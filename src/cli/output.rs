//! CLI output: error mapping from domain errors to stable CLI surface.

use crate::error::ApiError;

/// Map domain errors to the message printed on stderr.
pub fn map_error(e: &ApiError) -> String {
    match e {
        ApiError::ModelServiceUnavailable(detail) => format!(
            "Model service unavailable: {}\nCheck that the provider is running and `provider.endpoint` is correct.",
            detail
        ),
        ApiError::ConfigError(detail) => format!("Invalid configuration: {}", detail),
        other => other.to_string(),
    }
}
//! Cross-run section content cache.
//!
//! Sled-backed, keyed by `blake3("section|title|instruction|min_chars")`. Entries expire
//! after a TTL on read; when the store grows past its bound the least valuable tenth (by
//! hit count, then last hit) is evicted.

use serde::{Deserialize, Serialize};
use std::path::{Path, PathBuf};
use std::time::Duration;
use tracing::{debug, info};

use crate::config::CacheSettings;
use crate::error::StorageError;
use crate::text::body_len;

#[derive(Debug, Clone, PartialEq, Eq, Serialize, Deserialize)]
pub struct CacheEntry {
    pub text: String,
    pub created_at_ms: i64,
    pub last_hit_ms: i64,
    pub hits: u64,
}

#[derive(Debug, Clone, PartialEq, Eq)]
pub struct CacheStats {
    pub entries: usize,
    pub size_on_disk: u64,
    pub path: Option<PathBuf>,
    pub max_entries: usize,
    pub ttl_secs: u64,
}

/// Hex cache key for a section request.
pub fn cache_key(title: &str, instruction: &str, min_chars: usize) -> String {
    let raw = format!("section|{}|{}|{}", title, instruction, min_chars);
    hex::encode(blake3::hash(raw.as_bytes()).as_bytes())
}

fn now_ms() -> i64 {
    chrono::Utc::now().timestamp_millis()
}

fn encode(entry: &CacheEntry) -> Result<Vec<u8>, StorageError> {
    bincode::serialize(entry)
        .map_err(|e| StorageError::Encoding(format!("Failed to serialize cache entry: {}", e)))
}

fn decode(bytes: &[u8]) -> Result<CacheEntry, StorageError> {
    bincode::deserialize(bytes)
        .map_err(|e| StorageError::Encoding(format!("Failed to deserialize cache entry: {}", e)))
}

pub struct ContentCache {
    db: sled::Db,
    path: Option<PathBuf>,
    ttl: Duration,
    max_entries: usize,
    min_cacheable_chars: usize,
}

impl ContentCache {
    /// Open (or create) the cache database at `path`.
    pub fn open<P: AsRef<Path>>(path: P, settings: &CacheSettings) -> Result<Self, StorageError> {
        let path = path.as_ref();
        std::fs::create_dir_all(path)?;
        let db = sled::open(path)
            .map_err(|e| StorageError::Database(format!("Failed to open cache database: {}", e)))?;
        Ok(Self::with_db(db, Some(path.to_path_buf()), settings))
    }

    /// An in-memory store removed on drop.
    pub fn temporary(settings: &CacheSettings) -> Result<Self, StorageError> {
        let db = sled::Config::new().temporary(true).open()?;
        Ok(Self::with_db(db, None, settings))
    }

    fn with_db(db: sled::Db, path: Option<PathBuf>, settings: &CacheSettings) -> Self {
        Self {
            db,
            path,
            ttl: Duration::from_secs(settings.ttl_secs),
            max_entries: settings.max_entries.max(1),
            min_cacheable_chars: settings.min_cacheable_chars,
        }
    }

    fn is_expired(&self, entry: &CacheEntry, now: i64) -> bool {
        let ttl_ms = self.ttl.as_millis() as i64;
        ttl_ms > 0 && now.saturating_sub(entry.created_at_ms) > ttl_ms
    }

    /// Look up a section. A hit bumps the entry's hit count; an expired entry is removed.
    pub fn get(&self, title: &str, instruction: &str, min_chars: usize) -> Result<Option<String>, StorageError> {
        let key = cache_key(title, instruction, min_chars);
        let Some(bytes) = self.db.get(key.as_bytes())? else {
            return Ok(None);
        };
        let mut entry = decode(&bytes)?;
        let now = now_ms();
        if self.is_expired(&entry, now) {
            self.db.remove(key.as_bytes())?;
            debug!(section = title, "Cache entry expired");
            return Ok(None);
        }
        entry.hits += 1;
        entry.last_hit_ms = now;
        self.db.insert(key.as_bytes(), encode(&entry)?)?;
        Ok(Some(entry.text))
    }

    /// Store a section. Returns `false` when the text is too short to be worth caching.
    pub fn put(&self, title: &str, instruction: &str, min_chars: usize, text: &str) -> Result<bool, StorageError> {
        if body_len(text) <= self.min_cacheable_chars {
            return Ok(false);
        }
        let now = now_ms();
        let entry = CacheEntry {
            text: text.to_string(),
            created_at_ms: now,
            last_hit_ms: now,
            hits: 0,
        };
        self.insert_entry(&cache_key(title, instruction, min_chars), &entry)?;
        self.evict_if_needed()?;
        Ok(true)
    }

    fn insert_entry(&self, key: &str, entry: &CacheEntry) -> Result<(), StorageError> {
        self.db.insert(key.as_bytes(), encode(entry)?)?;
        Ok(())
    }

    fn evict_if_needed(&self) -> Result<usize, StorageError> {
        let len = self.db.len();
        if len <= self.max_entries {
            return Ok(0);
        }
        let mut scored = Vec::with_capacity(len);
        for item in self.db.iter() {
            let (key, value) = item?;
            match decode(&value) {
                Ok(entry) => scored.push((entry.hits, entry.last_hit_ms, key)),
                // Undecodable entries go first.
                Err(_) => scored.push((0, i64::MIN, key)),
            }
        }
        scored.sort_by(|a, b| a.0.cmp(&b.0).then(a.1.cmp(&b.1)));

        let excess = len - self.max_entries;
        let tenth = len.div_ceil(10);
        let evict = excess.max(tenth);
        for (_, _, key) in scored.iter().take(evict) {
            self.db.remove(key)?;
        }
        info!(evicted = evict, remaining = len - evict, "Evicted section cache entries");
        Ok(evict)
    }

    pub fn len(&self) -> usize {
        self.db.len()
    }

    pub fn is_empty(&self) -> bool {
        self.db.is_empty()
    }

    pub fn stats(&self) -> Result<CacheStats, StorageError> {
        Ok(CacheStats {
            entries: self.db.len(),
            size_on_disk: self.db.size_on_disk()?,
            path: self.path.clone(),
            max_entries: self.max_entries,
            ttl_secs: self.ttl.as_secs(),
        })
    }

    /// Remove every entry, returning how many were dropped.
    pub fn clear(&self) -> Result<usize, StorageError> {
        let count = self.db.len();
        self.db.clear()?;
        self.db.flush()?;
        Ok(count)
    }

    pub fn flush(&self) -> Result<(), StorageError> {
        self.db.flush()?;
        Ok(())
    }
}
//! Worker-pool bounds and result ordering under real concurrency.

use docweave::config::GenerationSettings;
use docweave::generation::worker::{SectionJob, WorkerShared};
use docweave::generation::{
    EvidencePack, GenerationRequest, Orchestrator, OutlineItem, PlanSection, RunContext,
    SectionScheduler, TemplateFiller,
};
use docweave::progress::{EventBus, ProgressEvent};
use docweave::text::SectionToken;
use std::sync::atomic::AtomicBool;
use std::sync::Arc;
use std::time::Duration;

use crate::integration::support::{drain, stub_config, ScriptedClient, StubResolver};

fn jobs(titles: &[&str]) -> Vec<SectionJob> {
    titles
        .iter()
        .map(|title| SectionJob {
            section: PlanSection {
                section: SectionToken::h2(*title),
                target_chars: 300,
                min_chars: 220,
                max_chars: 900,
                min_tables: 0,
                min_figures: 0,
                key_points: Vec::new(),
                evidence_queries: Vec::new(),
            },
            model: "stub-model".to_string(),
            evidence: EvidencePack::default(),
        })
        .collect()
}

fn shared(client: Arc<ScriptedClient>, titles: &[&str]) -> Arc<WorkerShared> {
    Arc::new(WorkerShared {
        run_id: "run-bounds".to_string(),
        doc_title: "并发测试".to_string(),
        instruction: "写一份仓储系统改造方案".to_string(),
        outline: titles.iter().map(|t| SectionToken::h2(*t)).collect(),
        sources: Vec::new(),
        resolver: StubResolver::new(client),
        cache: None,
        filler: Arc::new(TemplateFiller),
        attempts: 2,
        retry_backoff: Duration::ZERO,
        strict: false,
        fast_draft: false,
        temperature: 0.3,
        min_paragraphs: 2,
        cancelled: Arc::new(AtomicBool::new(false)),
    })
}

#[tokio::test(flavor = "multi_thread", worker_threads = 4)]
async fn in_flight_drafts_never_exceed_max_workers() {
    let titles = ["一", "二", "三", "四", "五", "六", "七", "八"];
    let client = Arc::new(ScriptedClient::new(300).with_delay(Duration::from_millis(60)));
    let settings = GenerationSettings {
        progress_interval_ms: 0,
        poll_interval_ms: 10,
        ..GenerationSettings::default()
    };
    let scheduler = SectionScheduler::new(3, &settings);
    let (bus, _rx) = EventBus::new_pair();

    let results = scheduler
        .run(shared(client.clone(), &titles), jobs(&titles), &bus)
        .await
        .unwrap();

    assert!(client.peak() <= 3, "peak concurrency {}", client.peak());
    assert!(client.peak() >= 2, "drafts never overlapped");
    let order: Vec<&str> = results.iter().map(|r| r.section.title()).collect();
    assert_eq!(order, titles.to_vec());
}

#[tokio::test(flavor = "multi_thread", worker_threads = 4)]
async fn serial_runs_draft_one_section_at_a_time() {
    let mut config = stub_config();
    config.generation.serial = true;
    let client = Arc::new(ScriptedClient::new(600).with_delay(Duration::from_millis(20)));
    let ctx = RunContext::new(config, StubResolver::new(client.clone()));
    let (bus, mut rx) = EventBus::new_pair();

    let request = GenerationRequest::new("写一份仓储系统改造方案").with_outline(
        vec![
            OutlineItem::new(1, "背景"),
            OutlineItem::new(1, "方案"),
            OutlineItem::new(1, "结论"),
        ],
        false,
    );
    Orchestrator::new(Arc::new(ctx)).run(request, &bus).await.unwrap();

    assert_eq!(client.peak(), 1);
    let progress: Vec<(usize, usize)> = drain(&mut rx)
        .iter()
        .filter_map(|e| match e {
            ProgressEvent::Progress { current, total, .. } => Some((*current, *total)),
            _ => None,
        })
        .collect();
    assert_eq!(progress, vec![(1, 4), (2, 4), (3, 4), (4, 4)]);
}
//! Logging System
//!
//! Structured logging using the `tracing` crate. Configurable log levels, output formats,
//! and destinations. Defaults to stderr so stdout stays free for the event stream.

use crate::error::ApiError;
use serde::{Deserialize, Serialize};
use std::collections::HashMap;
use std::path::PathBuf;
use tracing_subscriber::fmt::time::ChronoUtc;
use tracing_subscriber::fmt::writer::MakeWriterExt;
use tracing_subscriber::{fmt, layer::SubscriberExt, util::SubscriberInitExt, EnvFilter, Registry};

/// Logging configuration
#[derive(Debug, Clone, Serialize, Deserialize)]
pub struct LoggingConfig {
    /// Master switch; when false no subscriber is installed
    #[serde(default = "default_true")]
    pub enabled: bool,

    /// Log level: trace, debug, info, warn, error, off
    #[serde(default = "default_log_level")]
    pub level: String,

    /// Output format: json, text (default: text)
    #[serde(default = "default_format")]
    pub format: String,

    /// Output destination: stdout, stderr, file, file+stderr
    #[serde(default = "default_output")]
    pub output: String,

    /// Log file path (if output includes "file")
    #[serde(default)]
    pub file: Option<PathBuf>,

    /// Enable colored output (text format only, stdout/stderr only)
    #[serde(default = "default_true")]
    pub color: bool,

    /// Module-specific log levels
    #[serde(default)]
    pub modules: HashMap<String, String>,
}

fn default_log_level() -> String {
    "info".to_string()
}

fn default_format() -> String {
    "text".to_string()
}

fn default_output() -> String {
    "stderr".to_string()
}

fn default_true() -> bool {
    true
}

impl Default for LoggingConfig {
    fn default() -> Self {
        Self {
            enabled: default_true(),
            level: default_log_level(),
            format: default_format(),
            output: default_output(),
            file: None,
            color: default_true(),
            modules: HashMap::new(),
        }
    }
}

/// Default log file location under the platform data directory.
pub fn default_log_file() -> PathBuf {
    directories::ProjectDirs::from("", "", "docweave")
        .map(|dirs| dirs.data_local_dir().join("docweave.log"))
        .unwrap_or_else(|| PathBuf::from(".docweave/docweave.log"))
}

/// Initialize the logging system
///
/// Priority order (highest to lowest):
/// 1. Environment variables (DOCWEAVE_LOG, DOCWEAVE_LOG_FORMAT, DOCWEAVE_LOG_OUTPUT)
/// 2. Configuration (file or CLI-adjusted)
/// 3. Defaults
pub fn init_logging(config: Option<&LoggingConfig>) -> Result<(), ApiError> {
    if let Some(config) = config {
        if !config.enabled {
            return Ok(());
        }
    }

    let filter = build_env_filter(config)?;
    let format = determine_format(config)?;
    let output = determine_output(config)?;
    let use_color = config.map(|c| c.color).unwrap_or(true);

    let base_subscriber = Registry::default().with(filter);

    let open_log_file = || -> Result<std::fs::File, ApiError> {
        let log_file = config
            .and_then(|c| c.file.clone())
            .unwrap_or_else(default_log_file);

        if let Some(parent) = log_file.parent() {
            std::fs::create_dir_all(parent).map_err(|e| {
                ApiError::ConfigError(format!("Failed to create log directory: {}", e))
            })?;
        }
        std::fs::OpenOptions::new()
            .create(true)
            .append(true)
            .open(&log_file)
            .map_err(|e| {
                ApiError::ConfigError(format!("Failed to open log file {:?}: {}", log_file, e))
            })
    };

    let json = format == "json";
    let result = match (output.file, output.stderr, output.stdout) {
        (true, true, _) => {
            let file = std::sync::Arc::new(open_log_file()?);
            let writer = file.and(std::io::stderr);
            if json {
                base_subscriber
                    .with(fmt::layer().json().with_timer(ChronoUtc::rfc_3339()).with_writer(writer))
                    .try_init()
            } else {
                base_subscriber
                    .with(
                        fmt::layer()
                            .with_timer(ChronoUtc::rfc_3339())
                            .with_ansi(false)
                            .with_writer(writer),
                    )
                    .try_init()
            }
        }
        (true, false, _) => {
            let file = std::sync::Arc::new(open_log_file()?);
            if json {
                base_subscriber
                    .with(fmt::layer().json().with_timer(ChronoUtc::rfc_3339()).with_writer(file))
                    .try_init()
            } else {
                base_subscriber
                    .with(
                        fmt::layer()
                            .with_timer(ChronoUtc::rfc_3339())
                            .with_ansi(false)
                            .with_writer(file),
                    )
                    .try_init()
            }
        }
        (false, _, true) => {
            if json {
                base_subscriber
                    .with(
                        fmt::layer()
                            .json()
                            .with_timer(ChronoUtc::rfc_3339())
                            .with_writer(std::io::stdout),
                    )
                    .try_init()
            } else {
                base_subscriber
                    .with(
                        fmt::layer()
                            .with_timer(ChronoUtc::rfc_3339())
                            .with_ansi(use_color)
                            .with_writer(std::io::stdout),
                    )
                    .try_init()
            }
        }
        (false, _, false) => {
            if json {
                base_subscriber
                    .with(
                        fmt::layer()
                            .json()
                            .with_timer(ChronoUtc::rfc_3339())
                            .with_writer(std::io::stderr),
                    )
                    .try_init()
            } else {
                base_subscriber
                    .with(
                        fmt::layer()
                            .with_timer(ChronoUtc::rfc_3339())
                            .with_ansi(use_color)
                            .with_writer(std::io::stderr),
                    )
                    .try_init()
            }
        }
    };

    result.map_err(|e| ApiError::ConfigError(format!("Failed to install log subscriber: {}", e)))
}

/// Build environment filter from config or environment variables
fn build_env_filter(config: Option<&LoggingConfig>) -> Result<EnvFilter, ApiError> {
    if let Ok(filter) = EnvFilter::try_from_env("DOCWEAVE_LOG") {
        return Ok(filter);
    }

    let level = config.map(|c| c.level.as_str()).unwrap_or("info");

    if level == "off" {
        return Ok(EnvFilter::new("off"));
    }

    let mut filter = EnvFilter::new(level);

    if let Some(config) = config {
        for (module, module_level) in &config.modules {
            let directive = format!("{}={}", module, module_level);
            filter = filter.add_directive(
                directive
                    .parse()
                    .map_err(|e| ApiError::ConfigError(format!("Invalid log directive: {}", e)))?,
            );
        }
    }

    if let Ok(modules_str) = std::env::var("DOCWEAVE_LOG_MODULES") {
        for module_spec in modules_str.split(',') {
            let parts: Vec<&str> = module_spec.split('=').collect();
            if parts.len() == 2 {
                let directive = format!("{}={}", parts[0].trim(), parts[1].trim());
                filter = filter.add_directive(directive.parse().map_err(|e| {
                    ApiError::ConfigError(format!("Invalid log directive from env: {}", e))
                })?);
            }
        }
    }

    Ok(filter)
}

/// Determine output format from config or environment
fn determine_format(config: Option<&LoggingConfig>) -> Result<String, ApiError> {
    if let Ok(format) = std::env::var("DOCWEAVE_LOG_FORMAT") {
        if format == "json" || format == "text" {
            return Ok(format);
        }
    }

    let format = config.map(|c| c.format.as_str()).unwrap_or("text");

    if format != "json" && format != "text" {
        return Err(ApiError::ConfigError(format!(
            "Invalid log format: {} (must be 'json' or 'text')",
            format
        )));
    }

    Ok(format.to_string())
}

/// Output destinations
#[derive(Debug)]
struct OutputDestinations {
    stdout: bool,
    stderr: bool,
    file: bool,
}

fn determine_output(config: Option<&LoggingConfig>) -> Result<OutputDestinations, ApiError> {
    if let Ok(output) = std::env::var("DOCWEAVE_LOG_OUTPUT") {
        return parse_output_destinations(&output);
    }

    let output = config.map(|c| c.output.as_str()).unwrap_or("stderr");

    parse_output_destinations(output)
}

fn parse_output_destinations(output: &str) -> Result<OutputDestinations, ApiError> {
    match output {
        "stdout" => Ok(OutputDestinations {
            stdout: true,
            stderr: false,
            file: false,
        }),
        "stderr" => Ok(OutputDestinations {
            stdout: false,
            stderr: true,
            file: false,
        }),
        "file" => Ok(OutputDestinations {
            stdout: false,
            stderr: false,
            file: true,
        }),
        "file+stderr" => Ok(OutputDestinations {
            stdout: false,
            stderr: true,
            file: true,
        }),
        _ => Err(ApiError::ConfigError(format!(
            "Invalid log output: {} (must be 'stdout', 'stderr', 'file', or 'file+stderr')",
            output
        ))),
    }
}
= = = = =
Exercise goal:
Present each line from the listing that holds the string "SectionToken".

Written response:
use docweave::text::SectionToken;
                section: SectionToken::h2(*title),
        outline: titles.iter().map(|t| SectionToken::h2(*t)).collect(),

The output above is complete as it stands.